Nos países em fase de industrialização rápida, os indicadores usuais distorcem o quadro real, dando a impressão de maior desigualdade do que de fato ocorre, porque aumenta o grau de monetização da economia, e muitos bens e serviços que antes eram objeto apenas de transações "in natura" passam a ser computados nas estatísticas. Outro fator, geralmente mal interpretado, é o crescimento urbano. Marx esbravejava contra a idiotia da vida rural e propunha brigadas agrícolas- o que, sob a forma dos "sovkhoses", fez grandes estragos na agricultura soviética... E há ainda o problema do excessivo crescimento populacional.

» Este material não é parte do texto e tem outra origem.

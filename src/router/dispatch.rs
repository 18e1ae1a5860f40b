//! Message router
//!
//! Takes one inbound frame (text, or binary holding UTF-8) from a
//! connection, decides which handler runs and builds the reply. Every call
//! counts as one processed message, including frames that fail to decode;
//! the count is taken after decoding so the reply can report it.
//!
//! Handlers return `Result`; any error is logged and answered with a generic
//! `error` envelope so a bad frame never ends the connection.

use std::sync::Arc;

use serde_json::Value;
use tracing::{debug, error, warn};

use crate::broadcast::{self, BroadcastEngine};
use crate::protocol::{self, ClientMessage, DecodeError, ServerInfo, ServerMessage, Stats};
use crate::registry::{Connection, ConnectionRegistry, RegistrySnapshot};
use crate::utils::RelayError;

pub const WELCOME_MESSAGE: &str = "Connected to WebSocket Relay";
pub const BROADCAST_CONFIRM_MESSAGE: &str = "Message broadcasted successfully";

#[derive(Debug, Clone)]
pub struct MessageRouter {
    registry: Arc<ConnectionRegistry>,
    broadcaster: BroadcastEngine,
    host: String,
    port: u16,
}

impl MessageRouter {
    /// `host` and `port` are only reported back to peers in `welcome` and
    /// `stats_response`.
    pub fn new(
        registry: Arc<ConnectionRegistry>,
        broadcaster: BroadcastEngine,
        host: impl Into<String>,
        port: u16,
    ) -> Self {
        Self {
            registry,
            broadcaster,
            host: host.into(),
            port,
        }
    }

    /// Builds the greeting for a connection that was just registered.
    pub fn welcome(&self, snapshot: RegistrySnapshot) -> ServerMessage {
        ServerMessage::Welcome {
            message: WELCOME_MESSAGE.to_string(),
            server_info: ServerInfo {
                host: self.host.clone(),
                port: self.port,
                uptime: snapshot.uptime_seconds,
                total_clients: snapshot.connected_clients,
            },
            timestamp: protocol::timestamp(),
        }
    }

    /// Routes `frame` from `sender` and queues the reply on the sender's
    /// connection.
    pub fn dispatch(&self, sender: &Connection, frame: &str) {
        let reply = self.route(sender, frame);
        self.reply(sender, &reply);
    }

    /// Binary counterpart of [`dispatch`](Self::dispatch).
    pub fn dispatch_bytes(&self, sender: &Connection, frame: &[u8]) {
        let reply = self.route_bytes(sender, frame);
        self.reply(sender, &reply);
    }

    fn reply(&self, sender: &Connection, reply: &ServerMessage) {
        if let Err(e) = broadcast::deliver_to(sender, reply) {
            warn!("Could not reply {} to {}: {e}", reply.kind(), sender.id);
        }
    }

    /// Routes `frame` from `sender` and returns the reply for the sender.
    pub fn route(&self, sender: &Connection, frame: &str) -> ServerMessage {
        self.route_decoded(sender, protocol::decode(frame))
    }

    /// Routes a binary frame. Payloads that are not UTF-8 get the invalid
    /// JSON reply.
    pub fn route_bytes(&self, sender: &Connection, frame: &[u8]) -> ServerMessage {
        self.route_decoded(sender, protocol::decode_bytes(frame))
    }

    fn route_decoded(
        &self,
        sender: &Connection,
        decoded: Result<ClientMessage, DecodeError>,
    ) -> ServerMessage {
        let count = self.registry.record_message();

        let result = match decoded {
            Ok(msg) => {
                debug!("Received {} message from {}", msg.kind(), sender.remote_addr);
                self.handle(sender, msg, count)
            }
            Err(DecodeError::InvalidJson { received, reason }) => {
                debug!("Invalid JSON from {}: {reason}", sender.remote_addr);
                Ok(ServerMessage::invalid_json(received))
            }
            Err(e @ DecodeError::NotAnObject(_)) => {
                Err(RelayError::MalformedEnvelope(e.to_string()))
            }
        };

        result.unwrap_or_else(|e| {
            error!("Error handling message from {}: {e}", sender.id);
            ServerMessage::internal_error()
        })
    }

    fn handle(
        &self,
        sender: &Connection,
        msg: ClientMessage,
        count: u64,
    ) -> Result<ServerMessage, RelayError> {
        let reply = match msg {
            ClientMessage::Ping { envelope } => ServerMessage::Pong {
                original_message: envelope,
                server_time: protocol::timestamp(),
                message_count: count,
            },
            ClientMessage::Echo { message } => ServerMessage::EchoResponse {
                original_message: message,
                echoed_at: protocol::timestamp(),
                message_count: count,
            },
            ClientMessage::Broadcast { message } => self.handle_broadcast(sender, message),
            ClientMessage::Stats => self.stats(),
            ClientMessage::Unknown { kind } => ServerMessage::unknown_type(&kind),
        };
        Ok(reply)
    }

    fn handle_broadcast(&self, sender: &Connection, message: Value) -> ServerMessage {
        let report = self.broadcaster.broadcast(message, Some(sender));
        if report.failed() > 0 {
            warn!(
                "Broadcast from {} failed for {} of {} recipients",
                sender.id,
                report.failed(),
                report.recipients()
            );
        }

        ServerMessage::BroadcastConfirm {
            message: BROADCAST_CONFIRM_MESSAGE.to_string(),
            recipients: self.registry.len().saturating_sub(1),
            timestamp: protocol::timestamp(),
        }
    }

    fn stats(&self) -> ServerMessage {
        let snapshot = self.registry.snapshot();
        ServerMessage::StatsResponse {
            stats: Stats {
                connected_clients: snapshot.connected_clients,
                total_messages: snapshot.total_messages,
                uptime_seconds: snapshot.uptime_seconds,
                server_host: self.host.clone(),
                server_port: self.port,
            },
            timestamp: protocol::timestamp(),
        }
    }
}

Há que distinguir dois problemas: o da assistência aos necessitados (o que corresponde à caridade, em termos religiosos, ou à solidariedade) e o do aumento da capacidade produtiva dos menos habilitados. A caridade é praticada em todas as sociedades decentes, mas -dependendo de como é feita, e por quem- gera vícios difíceis de corrigir: vagabundagem, desmotivação, perda de auto-respeito. É o que acontece com o assistencialismo burocrático.

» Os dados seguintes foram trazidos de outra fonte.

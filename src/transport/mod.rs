//! The `transport` module is responsible for handling network communication
//! with peers via WebSockets.
//!
//! It accepts connections, runs one session task per peer that feeds text
//! frames to the router, applies the keepalive policy and makes sure every
//! closed connection is removed from the registry.

pub mod websocket;

pub use websocket::{Keepalive, serve, start_websocket_server};
use super::{Connection, ConnectionId, ConnectionRegistry};
use std::net::SocketAddr;
use std::sync::Arc;
use tokio::sync::mpsc;
use tungstenite::protocol::Message as WsMessage;

fn connection(port: u16) -> (Connection, mpsc::UnboundedReceiver<WsMessage>) {
    let (tx, rx) = mpsc::unbounded_channel::<WsMessage>();
    let addr: SocketAddr = format!("127.0.0.1:{port}").parse().unwrap();
    (Connection::new(addr, tx), rx)
}

#[test]
fn test_connection_new() {
    let (a, _rx_a) = connection(5000);
    let (b, _rx_b) = connection(5000);
    assert_ne!(a.id, b.id);
    assert_eq!(a.remote_addr.port(), 5000);
    assert!(a.id.to_string().starts_with("conn-"));
}

#[test]
fn test_connection_send_after_receiver_dropped() {
    let (conn, rx) = connection(5000);
    assert!(!conn.is_closed());
    drop(rx);
    assert!(conn.is_closed());
    assert!(conn.send(WsMessage::text("hello")).is_err());
}

#[test]
fn test_register_returns_snapshot() {
    let registry = ConnectionRegistry::new();
    let (a, _rx_a) = connection(5000);
    let (b, _rx_b) = connection(5001);

    assert_eq!(registry.register(a).connected_clients, 1);
    let snapshot = registry.register(b);
    assert_eq!(snapshot.connected_clients, 2);
    assert_eq!(snapshot.total_messages, 0);
    assert!(snapshot.uptime_seconds >= 0.0);
}

#[test]
fn test_double_register_is_a_no_op() {
    let registry = ConnectionRegistry::new();
    let (a, _rx) = connection(5000);

    registry.register(a.clone());
    let snapshot = registry.register(a.clone());
    assert_eq!(snapshot.connected_clients, 1);
    assert!(registry.contains(&a.id));
}

#[test]
fn test_unregister_is_idempotent() {
    let registry = ConnectionRegistry::new();
    let (a, _rx_a) = connection(5000);
    let (b, _rx_b) = connection(5001);
    registry.register(a.clone());
    registry.register(b.clone());

    assert!(registry.unregister(&a.id));
    assert!(!registry.unregister(&a.id));
    assert!(!registry.unregister(&ConnectionId::new()));
    assert_eq!(registry.len(), 1);
    assert!(registry.contains(&b.id));
}

#[test]
fn test_same_address_is_not_deduplicated() {
    let registry = ConnectionRegistry::new();
    let (a, _rx_a) = connection(5000);
    let (b, _rx_b) = connection(5000);
    registry.register(a);
    registry.register(b);
    assert_eq!(registry.len(), 2);
}

#[test]
fn test_record_message_is_monotonic() {
    let registry = ConnectionRegistry::new();
    assert_eq!(registry.record_message(), 1);
    assert_eq!(registry.record_message(), 2);
    assert_eq!(registry.total_messages(), 2);
    assert_eq!(registry.snapshot().total_messages, 2);
}

#[test]
fn test_connections_is_a_stable_copy() {
    let registry = ConnectionRegistry::new();
    let (a, _rx_a) = connection(5000);
    let (b, _rx_b) = connection(5001);
    registry.register(a.clone());
    registry.register(b);

    let copy = registry.connections();
    registry.unregister(&a.id);

    assert_eq!(copy.len(), 2);
    assert_eq!(registry.connections().len(), 1);
}

#[test]
fn test_concurrent_register_and_unregister() {
    let registry = Arc::new(ConnectionRegistry::new());
    let handles: Vec<_> = (0..8)
        .map(|i| {
            let registry = registry.clone();
            std::thread::spawn(move || {
                let mut receivers = Vec::new();
                for j in 0..50u16 {
                    let (conn, rx) = connection(6000 + i * 50 + j);
                    receivers.push(rx);
                    registry.register(conn.clone());
                    registry.record_message();
                    if j % 2 == 0 {
                        registry.unregister(&conn.id);
                    }
                }
                receivers
            })
        })
        .collect();

    for handle in handles {
        handle.join().unwrap();
    }

    assert_eq!(registry.len(), 8 * 25);
    assert_eq!(registry.total_messages(), 8 * 50);
}

#[test]
fn test_register_with_runs_before_connection_is_visible() {
    let registry = ConnectionRegistry::new();
    let (a, _rx_a) = connection(5000);
    let (b, _rx_b) = connection(5001);
    registry.register(a);

    let mut seen = None;
    let snapshot = registry.register_with(b.clone(), |conn, snapshot| {
        seen = Some((conn.id, snapshot.connected_clients));
    });

    assert_eq!(seen, Some((b.id, 2)));
    assert_eq!(snapshot.connected_clients, 2);
    assert!(registry.contains(&b.id));
}

#[test]
fn test_register_with_skips_hook_for_known_id() {
    let registry = ConnectionRegistry::new();
    let (a, _rx) = connection(5000);
    registry.register(a.clone());

    let mut called = false;
    let snapshot = registry.register_with(a, |_, _| called = true);
    assert!(!called);
    assert_eq!(snapshot.connected_clients, 1);
}

#[test]
fn test_greeting_is_first_frame_despite_concurrent_fan_out() {
    use crate::broadcast::BroadcastEngine;
    use serde_json::json;
    use std::sync::atomic::{AtomicBool, Ordering};

    let registry = Arc::new(ConnectionRegistry::new());
    let engine = BroadcastEngine::new(registry.clone());
    let stop = Arc::new(AtomicBool::new(false));

    let fan_out = {
        let stop = stop.clone();
        std::thread::spawn(move || {
            while !stop.load(Ordering::Relaxed) {
                engine.broadcast(json!("noise"), None);
            }
        })
    };

    let mut receivers = Vec::new();
    for port in 7000..7200u16 {
        let (conn, rx) = connection(port);
        registry.register_with(conn, |conn, _| {
            conn.send(WsMessage::text("greeting")).unwrap();
        });
        receivers.push(rx);
    }

    stop.store(true, Ordering::Relaxed);
    fan_out.join().unwrap();

    for mut rx in receivers {
        match rx.try_recv().expect("greeting queued") {
            WsMessage::Text(text) => assert_eq!(text.as_str(), "greeting"),
            other => panic!("Expected a text message, got {other:?}"),
        }
    }
}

O aumento da capacidade produtiva dos menos habilitados é a única solução duradoura. Começa a fazer-se, antes de mais nada, pela educação e qualificação profissional e continua através dos mil e um mecanismos de financiamento, informação, assistência técnica etc. que dão ao indivíduo os meios de desenvolver as suas atividades econômicas. Sob esse aspecto, não há como negar que o Brasil, desde o princípio dos anos 70, ficou muito atrasado por comparação com os "Tigres Asiáticos". Foi o velho corporativismo, que, em vez de priorizar a educação básica, levou quase todos os recursos da União para as universidades públicas, subsidiando indiretamente a malandragem da UNE. O desenvolvimento da capacidade produtiva requer, para ser eficiente, o ambiente competitivo do mercado e da livre iniciativa. É uma escola dura, que castiga os ineficientes e premia os eficientes.

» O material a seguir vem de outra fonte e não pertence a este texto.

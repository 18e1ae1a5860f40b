//! The `heartbeat` module runs the periodic server status broadcast.

pub mod scheduler;

pub use scheduler::{HEARTBEAT_MESSAGE, HeartbeatHandle, HeartbeatScheduler};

No caso brasileiro, é preciso considerarem-se quatro complicadores: 1) a inflação crônica, que roubava renda de todos os que não tinham moeda indexada; 2) a ineficiência abismal do aparelho do Estado; 3) o nível predatório da tributação; e 4) a sobrecarga demográfica. Já estamos com uma carga tributária de 31% do PIB, e, quando se pensa que a informalidade pode estar, segundo algumas fontes, perto de 50%, vê-se o peso da boçalidade tributária em cima daqueles que fazem parte da economia regular. Quanto ao crescimento populacional, basta lembrar que, de 1950 para cá, uns 100 milhões de habitantes foram acrescentados aos pouco mais de 18 milhões que então moravam nas cidades. O crescimento global depende diretamente da capacidade de poupança e formação de capital -outro segredo simples dos países asiáticos, onde taxas de poupança de 30% a 40% são usuais.
O distributivismo demagógico come a semente, em vez de plantá-la. No primeiro momento, parece ótimo, mas, com o tempo, resulta num atraso cumulativo para todos. No Brasil, nossa distribuição foi ao contrário: os privilegiados foram os "carentes corporativos" entrincheirados na burocracia, nas estatais e nas indústrias protegidas por reservas de mercado. Em cima disso, clérigos que deixaram de acreditar em Deus querem recuperar pela demagogia o que a perda da fé levou para as seitas. Isso os leva a hostilizar o lucro, o empresariado e o capitalismo, que representam precisamente o combustível, o motor e o sistema indispensáveis à fabricação de riqueza.